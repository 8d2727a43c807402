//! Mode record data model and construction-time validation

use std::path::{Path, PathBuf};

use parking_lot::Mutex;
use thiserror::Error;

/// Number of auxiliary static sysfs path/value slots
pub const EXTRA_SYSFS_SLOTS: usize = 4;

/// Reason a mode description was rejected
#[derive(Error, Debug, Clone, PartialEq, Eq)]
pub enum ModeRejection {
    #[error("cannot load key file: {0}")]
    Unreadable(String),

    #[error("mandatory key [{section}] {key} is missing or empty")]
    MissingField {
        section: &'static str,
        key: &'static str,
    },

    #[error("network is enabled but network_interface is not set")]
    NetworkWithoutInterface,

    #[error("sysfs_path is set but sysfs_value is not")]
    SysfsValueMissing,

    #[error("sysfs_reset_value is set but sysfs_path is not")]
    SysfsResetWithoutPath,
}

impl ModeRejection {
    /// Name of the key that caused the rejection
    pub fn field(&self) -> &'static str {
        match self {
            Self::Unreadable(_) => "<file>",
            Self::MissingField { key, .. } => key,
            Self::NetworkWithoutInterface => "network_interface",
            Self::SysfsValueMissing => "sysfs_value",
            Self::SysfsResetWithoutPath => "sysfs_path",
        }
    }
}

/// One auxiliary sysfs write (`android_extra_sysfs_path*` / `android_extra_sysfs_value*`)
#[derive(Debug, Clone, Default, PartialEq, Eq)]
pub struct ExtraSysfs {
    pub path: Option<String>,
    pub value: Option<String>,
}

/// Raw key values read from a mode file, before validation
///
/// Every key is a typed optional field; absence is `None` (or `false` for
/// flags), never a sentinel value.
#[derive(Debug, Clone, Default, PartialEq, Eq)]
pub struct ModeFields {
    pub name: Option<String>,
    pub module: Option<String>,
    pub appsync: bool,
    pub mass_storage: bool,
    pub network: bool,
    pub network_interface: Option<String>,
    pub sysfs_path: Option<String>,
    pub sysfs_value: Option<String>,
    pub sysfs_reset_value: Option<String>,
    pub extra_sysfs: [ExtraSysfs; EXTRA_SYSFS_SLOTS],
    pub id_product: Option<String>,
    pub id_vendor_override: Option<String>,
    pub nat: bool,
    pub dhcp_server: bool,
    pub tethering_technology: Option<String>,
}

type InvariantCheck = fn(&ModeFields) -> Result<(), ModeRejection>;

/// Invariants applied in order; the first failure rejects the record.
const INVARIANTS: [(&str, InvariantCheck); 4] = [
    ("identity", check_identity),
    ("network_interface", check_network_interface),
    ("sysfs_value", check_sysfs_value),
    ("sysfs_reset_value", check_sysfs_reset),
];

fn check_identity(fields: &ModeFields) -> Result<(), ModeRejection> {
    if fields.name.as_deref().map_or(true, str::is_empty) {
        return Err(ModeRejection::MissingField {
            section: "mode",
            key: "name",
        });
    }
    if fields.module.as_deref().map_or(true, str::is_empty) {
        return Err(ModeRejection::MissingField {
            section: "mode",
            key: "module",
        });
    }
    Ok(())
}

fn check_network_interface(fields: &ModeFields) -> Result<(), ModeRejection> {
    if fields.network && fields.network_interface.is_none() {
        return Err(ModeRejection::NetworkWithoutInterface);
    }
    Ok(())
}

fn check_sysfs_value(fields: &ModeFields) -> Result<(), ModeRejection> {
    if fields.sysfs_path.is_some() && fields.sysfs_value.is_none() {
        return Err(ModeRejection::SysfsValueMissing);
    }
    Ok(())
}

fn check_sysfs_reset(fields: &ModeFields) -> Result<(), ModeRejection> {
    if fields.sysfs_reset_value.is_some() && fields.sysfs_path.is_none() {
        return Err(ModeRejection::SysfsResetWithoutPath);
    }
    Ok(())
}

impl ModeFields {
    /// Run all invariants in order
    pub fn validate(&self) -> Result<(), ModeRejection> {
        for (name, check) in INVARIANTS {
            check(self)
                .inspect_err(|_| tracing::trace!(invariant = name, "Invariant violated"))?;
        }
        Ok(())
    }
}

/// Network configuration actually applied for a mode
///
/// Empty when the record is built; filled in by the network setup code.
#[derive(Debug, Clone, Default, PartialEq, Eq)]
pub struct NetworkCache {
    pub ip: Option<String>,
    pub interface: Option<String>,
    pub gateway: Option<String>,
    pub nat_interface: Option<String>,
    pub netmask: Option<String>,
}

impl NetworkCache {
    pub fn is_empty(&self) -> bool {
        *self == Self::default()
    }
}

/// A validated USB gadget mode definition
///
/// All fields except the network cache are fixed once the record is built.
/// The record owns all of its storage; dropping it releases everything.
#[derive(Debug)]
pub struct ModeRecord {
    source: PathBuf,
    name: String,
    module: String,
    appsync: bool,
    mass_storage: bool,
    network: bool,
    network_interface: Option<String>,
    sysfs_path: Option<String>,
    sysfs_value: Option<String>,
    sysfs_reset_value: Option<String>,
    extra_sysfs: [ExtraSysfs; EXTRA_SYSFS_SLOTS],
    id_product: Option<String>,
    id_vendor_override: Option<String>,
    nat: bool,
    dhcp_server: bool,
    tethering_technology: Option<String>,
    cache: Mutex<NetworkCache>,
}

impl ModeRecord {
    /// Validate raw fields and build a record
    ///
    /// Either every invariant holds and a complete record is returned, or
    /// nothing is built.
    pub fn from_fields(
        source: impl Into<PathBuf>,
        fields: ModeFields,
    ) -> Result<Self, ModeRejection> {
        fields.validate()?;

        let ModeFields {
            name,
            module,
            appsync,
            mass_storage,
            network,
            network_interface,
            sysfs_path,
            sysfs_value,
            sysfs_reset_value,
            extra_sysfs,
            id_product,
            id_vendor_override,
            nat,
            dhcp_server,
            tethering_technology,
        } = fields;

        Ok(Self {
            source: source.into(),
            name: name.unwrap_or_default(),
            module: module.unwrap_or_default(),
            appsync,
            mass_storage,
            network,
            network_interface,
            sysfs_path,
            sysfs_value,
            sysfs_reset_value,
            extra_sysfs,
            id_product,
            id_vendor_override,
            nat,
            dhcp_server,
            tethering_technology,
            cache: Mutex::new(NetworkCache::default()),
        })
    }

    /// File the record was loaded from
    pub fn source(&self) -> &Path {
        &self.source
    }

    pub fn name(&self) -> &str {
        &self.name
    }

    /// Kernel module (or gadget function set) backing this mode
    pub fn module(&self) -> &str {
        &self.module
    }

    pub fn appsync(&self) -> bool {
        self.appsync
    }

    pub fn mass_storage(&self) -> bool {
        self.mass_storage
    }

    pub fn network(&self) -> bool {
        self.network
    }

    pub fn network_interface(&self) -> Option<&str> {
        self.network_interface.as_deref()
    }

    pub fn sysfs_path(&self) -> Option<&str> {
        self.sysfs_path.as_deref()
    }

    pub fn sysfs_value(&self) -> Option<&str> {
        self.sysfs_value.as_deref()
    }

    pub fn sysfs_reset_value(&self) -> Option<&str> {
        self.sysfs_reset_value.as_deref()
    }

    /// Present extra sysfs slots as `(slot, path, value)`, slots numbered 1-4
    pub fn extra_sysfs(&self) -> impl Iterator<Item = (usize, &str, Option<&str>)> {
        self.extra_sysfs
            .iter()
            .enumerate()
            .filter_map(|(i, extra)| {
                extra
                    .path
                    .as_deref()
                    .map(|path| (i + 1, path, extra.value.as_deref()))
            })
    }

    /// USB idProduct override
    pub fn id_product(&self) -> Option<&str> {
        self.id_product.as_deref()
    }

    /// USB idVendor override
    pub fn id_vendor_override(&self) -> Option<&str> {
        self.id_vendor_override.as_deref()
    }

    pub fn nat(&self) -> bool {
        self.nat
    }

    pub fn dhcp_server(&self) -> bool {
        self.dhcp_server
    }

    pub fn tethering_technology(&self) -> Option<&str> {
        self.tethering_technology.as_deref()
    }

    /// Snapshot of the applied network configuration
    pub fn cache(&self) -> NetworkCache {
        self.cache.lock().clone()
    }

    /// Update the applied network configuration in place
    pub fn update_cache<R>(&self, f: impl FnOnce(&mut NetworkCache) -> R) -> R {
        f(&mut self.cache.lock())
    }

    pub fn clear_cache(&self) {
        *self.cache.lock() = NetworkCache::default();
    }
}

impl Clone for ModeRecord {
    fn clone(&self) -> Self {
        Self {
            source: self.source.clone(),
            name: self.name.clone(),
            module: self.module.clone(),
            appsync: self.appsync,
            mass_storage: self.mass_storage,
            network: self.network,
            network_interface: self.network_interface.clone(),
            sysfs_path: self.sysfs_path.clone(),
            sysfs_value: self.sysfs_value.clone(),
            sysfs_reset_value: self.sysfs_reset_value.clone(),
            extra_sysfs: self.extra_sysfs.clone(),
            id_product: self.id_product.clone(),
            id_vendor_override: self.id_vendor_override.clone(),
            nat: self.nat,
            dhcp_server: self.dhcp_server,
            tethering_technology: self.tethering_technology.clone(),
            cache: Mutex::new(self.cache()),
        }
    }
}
____
▶ _Assignment_
Copy out every line of the data where the word "NetworkWithoutInterface" occurs.

▶ _The answer_
    NetworkWithoutInterface,
            Self::NetworkWithoutInterface => "network_interface",
        return Err(ModeRejection::NetworkWithoutInterface);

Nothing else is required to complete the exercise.